◆ Problem to solve:
The expected answer is every line from the material below that has the word "invalid".
◆ ◆ ◆ ◆ ◆ ◆ ◆
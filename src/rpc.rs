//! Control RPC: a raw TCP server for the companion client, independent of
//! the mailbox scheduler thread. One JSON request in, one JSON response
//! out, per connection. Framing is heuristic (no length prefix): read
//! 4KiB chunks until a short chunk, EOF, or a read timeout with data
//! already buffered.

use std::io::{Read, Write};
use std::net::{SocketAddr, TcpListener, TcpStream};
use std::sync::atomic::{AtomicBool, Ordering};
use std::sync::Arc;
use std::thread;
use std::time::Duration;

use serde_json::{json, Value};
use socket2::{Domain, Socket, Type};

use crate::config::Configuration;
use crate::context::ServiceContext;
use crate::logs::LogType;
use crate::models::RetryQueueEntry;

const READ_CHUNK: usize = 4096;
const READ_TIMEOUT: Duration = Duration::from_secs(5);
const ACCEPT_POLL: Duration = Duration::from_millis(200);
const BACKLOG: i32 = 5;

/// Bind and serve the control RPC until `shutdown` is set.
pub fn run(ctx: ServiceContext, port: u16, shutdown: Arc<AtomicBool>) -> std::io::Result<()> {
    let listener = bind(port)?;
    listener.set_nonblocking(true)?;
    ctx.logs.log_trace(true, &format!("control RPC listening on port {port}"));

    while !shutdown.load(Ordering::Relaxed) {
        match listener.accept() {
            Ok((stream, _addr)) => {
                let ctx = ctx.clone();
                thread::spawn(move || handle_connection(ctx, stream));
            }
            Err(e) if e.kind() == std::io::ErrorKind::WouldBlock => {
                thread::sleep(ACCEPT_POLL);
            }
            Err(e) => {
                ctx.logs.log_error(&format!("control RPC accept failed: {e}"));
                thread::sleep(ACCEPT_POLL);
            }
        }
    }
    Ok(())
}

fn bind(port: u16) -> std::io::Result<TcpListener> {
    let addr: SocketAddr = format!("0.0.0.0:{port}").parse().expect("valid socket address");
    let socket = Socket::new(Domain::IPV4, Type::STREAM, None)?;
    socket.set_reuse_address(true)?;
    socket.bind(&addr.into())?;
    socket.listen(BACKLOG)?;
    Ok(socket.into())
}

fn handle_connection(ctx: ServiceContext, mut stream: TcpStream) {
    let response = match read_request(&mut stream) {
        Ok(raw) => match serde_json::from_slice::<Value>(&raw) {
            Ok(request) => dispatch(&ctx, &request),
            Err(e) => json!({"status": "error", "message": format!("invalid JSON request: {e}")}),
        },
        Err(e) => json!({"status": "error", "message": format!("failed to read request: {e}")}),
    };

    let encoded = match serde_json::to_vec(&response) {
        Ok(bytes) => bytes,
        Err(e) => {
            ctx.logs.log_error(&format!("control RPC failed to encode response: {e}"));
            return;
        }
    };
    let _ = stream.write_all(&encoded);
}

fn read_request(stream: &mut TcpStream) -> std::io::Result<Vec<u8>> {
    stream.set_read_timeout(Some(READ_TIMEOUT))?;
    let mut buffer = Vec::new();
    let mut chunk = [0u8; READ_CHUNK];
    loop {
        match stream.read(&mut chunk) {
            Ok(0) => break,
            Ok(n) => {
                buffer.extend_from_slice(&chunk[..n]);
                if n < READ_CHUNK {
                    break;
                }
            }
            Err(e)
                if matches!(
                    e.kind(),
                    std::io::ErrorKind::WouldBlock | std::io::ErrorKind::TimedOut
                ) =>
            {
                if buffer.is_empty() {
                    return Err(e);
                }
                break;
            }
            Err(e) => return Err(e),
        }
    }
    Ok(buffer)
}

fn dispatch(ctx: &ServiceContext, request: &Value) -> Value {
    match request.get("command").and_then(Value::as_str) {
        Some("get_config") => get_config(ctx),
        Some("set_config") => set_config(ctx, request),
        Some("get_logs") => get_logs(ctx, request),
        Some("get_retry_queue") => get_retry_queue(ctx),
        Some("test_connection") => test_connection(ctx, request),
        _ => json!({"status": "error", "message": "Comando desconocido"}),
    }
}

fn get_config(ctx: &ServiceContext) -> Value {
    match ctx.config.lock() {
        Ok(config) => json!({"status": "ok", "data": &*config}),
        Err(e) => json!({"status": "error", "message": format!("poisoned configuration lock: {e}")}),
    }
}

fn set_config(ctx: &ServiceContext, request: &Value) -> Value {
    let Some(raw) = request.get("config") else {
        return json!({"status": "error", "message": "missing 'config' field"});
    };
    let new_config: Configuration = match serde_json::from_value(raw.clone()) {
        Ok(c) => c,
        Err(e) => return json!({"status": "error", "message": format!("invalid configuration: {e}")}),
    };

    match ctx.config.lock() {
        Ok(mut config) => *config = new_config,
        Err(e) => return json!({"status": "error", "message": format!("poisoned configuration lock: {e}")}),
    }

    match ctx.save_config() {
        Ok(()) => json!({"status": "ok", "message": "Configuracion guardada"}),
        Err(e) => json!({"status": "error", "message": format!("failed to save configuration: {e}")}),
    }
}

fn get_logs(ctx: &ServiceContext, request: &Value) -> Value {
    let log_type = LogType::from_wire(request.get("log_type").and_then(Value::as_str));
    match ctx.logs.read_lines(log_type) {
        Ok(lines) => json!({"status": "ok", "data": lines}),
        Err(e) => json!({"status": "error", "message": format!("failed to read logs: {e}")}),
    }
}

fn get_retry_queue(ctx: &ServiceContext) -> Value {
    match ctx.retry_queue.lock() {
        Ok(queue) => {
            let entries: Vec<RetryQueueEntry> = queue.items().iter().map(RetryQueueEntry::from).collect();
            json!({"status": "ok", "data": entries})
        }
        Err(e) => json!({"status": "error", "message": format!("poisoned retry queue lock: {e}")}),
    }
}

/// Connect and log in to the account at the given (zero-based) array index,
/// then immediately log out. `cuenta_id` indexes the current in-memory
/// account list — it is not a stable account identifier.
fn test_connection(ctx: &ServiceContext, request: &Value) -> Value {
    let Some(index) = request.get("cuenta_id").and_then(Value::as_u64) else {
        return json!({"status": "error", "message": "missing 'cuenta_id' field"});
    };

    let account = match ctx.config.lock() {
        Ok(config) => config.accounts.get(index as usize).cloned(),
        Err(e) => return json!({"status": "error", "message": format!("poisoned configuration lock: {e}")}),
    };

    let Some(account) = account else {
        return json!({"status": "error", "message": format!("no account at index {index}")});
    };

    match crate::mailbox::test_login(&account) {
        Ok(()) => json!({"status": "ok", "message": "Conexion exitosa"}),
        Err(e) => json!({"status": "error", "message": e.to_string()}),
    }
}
◆ ◆ ◆ ◆ ◆ ◆ ◆
◆ Response to the exercise:
            Err(e) => json!({"status": "error", "message": format!("invalid JSON request: {e}")}),
        Err(e) => return json!({"status": "error", "message": format!("invalid configuration: {e}")}),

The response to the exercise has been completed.